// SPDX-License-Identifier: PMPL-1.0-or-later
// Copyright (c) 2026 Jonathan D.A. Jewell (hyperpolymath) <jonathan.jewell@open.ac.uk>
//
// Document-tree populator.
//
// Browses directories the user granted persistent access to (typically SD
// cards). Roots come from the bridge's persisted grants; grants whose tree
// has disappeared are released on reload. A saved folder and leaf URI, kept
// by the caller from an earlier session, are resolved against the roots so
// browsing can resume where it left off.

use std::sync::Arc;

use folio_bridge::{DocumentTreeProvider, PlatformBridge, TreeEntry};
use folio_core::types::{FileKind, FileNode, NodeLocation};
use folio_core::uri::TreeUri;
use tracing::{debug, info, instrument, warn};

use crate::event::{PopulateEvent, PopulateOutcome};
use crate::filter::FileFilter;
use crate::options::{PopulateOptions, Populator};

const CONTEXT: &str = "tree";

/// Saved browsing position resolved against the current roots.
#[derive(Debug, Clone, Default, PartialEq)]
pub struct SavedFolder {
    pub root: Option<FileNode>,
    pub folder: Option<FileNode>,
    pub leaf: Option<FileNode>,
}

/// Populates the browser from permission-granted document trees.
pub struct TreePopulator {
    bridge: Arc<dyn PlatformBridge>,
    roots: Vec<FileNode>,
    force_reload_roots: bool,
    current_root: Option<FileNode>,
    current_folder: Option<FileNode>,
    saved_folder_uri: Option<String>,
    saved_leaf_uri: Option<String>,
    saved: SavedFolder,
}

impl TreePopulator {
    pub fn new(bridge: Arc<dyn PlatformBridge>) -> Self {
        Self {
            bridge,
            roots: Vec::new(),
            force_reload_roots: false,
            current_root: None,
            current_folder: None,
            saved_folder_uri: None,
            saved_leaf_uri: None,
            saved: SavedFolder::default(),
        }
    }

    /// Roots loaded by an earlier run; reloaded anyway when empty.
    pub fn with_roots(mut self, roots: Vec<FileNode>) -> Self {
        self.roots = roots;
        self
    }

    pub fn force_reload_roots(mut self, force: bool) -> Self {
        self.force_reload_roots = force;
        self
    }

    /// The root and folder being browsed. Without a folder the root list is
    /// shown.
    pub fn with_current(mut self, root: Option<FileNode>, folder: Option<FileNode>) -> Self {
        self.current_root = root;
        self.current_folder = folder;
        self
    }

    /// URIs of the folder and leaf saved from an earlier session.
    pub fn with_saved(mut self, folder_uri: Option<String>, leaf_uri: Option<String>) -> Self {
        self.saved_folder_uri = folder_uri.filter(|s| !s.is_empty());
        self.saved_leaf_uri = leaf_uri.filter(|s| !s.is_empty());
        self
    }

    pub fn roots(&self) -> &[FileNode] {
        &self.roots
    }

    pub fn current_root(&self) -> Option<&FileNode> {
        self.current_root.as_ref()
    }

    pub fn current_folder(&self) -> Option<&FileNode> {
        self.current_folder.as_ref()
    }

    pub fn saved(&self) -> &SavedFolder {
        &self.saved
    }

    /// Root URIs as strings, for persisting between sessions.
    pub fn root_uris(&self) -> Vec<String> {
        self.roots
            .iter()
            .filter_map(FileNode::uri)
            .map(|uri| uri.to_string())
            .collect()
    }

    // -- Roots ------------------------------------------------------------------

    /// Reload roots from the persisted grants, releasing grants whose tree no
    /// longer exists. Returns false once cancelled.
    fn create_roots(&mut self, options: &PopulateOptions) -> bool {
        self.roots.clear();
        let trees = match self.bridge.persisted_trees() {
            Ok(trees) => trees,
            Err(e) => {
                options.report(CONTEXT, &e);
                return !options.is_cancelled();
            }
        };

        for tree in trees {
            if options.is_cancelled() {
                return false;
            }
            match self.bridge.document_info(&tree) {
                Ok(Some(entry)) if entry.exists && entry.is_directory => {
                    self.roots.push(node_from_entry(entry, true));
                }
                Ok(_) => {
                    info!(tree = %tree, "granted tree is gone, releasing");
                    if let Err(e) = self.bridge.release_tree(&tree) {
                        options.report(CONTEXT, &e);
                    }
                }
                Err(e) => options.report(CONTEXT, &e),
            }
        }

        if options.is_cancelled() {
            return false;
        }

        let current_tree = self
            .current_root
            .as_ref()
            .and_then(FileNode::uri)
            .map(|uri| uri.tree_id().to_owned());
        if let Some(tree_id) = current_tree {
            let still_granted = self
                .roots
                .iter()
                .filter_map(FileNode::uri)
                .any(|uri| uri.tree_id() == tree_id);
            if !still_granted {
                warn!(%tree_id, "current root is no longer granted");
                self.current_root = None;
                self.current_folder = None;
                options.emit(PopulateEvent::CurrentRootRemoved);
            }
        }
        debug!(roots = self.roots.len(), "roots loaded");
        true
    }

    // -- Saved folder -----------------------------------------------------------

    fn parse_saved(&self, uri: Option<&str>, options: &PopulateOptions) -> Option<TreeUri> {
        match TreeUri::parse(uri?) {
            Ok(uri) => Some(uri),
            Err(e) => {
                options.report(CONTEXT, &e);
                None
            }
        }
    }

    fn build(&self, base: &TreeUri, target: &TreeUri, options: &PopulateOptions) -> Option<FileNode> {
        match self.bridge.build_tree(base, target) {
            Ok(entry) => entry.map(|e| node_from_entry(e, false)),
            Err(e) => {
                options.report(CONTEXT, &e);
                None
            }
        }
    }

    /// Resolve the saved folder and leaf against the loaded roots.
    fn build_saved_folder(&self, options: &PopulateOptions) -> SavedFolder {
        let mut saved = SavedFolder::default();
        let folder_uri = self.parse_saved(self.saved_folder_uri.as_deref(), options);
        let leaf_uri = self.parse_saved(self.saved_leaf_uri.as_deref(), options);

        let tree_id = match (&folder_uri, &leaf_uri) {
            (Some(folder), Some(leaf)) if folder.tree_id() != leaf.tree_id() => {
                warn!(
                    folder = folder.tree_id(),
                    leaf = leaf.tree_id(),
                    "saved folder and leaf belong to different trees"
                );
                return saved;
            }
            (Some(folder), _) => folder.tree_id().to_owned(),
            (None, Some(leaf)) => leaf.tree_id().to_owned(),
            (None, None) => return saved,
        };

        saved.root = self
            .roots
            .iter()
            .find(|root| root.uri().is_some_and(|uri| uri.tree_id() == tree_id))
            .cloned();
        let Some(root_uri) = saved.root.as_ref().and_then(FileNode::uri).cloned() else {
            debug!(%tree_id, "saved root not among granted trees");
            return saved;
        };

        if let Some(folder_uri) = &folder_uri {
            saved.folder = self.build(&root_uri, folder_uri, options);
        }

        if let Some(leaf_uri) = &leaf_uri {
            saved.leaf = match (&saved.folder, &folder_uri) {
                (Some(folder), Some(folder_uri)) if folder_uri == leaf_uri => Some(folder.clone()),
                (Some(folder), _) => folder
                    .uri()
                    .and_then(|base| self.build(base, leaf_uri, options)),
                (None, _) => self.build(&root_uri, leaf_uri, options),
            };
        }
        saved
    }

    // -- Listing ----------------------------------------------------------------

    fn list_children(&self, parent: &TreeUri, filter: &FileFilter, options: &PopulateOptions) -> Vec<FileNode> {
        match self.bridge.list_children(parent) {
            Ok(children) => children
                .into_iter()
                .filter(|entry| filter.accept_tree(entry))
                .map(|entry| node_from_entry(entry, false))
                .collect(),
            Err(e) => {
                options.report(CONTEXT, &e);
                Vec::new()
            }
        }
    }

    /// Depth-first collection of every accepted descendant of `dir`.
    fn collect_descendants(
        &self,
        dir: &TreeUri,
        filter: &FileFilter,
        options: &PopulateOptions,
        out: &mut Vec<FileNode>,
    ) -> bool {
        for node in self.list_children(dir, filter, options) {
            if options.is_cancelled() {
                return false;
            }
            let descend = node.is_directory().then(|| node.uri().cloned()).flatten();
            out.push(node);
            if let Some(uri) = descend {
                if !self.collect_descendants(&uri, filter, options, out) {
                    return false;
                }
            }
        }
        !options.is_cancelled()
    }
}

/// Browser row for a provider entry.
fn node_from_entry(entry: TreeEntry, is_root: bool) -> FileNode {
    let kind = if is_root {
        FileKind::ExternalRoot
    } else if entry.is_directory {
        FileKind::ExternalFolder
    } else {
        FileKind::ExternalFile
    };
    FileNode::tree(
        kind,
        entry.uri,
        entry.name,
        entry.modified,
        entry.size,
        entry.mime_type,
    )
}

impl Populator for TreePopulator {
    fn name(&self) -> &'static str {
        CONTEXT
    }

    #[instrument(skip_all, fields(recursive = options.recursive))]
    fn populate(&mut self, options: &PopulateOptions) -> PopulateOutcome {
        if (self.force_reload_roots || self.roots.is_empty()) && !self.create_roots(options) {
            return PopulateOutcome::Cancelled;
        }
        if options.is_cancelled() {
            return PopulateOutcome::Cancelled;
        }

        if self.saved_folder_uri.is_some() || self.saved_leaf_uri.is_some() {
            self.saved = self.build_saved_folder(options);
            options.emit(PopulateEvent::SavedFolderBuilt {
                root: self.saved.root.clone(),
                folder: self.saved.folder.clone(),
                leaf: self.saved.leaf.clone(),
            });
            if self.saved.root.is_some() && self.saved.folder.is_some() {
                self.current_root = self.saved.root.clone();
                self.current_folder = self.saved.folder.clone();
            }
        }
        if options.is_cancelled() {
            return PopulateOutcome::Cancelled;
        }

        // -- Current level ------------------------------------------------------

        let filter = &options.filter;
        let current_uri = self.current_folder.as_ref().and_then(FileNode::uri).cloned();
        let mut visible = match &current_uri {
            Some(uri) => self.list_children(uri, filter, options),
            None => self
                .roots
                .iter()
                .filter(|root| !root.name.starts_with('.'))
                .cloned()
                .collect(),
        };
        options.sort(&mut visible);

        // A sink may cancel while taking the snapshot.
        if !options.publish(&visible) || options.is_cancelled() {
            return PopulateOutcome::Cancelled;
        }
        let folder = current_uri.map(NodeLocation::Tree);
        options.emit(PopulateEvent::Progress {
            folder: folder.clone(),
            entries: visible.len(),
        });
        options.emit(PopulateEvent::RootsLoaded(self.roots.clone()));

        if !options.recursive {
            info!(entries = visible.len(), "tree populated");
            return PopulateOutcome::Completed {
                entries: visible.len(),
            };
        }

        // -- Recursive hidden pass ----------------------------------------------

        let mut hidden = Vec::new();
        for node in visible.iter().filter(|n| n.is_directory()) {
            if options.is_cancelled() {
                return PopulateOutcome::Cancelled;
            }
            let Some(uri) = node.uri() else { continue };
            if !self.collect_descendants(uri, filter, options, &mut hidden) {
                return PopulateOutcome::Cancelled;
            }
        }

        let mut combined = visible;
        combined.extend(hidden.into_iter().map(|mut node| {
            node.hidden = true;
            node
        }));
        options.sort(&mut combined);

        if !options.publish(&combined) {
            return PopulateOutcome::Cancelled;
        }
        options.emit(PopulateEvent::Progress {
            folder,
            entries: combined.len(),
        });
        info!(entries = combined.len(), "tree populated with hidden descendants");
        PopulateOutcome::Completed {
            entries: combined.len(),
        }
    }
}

════════════════

Print only what lies in the material above starting at the line with "else if entry.is_directory" and ending at the line with "#[instrument(skip_all, fields(recursive = options.recursive))]", every line exactly as given.

    } else if entry.is_directory {
        FileKind::ExternalFolder
    } else {
        FileKind::ExternalFile
    };
    FileNode::tree(
        kind,
        entry.uri,
        entry.name,
        entry.modified,
        entry.size,
        entry.mime_type,
    )
}

impl Populator for TreePopulator {
    fn name(&self) -> &'static str {
        CONTEXT
    }

    #[instrument(skip_all, fields(recursive = options.recursive))]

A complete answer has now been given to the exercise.